PROBLEM REQUIREMENTS:
In the material below, the required lines run from the one containing "fn links_table(fks: &[&str])" through the one containing "let s = result.stats;". Copy those lines exactly, ends included, and nothing else.

____

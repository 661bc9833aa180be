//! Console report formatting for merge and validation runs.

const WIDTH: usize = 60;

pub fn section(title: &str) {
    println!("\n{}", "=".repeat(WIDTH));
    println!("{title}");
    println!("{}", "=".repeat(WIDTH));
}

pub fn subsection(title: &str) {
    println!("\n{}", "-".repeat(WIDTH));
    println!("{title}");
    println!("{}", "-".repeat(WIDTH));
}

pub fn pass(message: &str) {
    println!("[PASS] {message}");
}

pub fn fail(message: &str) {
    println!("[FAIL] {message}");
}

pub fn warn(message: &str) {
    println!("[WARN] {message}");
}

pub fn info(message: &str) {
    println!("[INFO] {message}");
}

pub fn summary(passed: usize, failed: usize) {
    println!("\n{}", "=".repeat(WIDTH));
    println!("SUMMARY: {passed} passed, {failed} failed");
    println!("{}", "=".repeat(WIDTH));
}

____

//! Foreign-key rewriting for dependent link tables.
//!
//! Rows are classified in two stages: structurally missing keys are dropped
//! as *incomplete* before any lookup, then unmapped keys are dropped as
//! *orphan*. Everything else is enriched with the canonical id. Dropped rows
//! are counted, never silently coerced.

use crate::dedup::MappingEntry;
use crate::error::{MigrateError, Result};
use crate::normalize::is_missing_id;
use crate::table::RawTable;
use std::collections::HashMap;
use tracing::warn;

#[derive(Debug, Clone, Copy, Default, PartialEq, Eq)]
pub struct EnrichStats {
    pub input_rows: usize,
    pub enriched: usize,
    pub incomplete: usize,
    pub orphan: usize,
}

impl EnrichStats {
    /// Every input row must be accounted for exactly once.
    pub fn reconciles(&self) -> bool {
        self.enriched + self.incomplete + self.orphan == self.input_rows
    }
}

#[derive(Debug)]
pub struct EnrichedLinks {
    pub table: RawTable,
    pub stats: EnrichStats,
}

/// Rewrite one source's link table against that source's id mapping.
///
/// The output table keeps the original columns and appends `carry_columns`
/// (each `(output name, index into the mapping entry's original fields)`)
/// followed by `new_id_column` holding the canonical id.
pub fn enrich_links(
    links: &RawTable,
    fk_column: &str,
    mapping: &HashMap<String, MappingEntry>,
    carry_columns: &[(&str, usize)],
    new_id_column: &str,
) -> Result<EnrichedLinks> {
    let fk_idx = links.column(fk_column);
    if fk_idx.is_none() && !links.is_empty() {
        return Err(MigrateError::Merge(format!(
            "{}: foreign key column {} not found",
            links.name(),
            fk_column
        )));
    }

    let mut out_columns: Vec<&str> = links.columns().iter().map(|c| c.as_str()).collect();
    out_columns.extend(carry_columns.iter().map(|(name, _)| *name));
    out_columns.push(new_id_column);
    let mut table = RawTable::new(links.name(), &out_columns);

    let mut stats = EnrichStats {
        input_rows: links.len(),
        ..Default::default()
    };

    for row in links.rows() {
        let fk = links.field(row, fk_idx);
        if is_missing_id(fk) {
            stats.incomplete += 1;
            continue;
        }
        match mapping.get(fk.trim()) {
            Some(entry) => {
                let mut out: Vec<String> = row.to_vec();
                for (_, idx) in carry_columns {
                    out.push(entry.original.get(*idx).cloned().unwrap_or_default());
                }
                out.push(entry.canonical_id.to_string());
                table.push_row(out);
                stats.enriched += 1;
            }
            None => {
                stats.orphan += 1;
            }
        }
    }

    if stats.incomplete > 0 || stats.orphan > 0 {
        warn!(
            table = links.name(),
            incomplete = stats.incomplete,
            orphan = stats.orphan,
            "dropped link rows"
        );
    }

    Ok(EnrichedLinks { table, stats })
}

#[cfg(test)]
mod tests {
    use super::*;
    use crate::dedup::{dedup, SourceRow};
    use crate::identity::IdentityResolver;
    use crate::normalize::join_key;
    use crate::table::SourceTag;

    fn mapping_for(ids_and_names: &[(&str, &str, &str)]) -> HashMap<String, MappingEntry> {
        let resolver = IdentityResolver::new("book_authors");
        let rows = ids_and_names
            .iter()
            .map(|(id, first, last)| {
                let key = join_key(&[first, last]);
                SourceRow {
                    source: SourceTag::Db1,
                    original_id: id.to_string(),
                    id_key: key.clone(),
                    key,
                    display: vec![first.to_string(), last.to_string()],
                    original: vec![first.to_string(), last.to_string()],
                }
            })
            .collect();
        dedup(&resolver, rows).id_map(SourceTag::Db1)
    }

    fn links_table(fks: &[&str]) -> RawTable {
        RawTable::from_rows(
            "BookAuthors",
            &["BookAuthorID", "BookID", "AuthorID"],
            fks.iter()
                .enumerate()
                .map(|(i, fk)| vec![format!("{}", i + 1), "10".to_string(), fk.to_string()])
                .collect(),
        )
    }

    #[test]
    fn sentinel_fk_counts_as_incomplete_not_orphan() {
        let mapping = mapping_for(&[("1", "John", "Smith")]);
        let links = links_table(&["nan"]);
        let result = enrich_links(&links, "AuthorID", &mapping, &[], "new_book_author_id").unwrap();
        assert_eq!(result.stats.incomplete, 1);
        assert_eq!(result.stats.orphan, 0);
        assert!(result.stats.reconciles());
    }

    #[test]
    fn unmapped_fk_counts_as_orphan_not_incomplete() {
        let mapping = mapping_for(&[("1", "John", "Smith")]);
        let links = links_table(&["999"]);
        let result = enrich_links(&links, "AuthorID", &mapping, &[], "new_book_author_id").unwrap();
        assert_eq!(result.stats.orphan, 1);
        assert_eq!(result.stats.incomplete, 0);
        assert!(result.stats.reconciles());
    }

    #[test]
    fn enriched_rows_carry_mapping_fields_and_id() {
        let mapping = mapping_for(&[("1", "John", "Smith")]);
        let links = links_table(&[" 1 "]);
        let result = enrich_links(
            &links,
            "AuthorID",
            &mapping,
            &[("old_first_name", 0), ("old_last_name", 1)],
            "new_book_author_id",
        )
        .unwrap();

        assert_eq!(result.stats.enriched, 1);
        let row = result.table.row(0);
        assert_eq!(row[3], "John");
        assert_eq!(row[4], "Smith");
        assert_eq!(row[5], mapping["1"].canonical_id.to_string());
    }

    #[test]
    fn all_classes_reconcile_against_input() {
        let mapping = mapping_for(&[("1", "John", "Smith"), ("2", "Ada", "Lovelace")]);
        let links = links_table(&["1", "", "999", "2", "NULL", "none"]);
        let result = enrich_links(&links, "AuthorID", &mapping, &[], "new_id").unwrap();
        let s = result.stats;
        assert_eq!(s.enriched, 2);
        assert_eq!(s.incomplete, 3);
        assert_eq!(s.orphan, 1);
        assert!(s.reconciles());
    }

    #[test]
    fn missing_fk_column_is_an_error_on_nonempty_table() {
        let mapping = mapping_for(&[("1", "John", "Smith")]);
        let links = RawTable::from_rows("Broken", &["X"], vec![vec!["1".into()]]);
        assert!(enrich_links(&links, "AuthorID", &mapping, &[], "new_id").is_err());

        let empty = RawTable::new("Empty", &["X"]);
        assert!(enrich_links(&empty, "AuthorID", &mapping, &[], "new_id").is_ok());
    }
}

____

RESULT:
    fn links_table(fks: &[&str]) -> RawTable {
        RawTable::from_rows(
            "BookAuthors",
            &["BookAuthorID", "BookID", "AuthorID"],
            fks.iter()
                .enumerate()
                .map(|(i, fk)| vec![format!("{}", i + 1), "10".to_string(), fk.to_string()])
                .collect(),
        )
    }

    #[test]
    fn sentinel_fk_counts_as_incomplete_not_orphan() {
        let mapping = mapping_for(&[("1", "John", "Smith")]);
        let links = links_table(&["nan"]);
        let result = enrich_links(&links, "AuthorID", &mapping, &[], "new_book_author_id").unwrap();
        assert_eq!(result.stats.incomplete, 1);
        assert_eq!(result.stats.orphan, 0);
        assert!(result.stats.reconciles());
    }

    #[test]
    fn unmapped_fk_counts_as_orphan_not_incomplete() {
        let mapping = mapping_for(&[("1", "John", "Smith")]);
        let links = links_table(&["999"]);
        let result = enrich_links(&links, "AuthorID", &mapping, &[], "new_book_author_id").unwrap();
        assert_eq!(result.stats.orphan, 1);
        assert_eq!(result.stats.incomplete, 0);
        assert!(result.stats.reconciles());
    }

    #[test]
    fn enriched_rows_carry_mapping_fields_and_id() {
        let mapping = mapping_for(&[("1", "John", "Smith")]);
        let links = links_table(&[" 1 "]);
        let result = enrich_links(
            &links,
            "AuthorID",
            &mapping,
            &[("old_first_name", 0), ("old_last_name", 1)],
            "new_book_author_id",
        )
        .unwrap();

        assert_eq!(result.stats.enriched, 1);
        let row = result.table.row(0);
        assert_eq!(row[3], "John");
        assert_eq!(row[4], "Smith");
        assert_eq!(row[5], mapping["1"].canonical_id.to_string());
    }

    #[test]
    fn all_classes_reconcile_against_input() {
        let mapping = mapping_for(&[("1", "John", "Smith"), ("2", "Ada", "Lovelace")]);
        let links = links_table(&["1", "", "999", "2", "NULL", "none"]);
        let result = enrich_links(&links, "AuthorID", &mapping, &[], "new_id").unwrap();
        let s = result.stats;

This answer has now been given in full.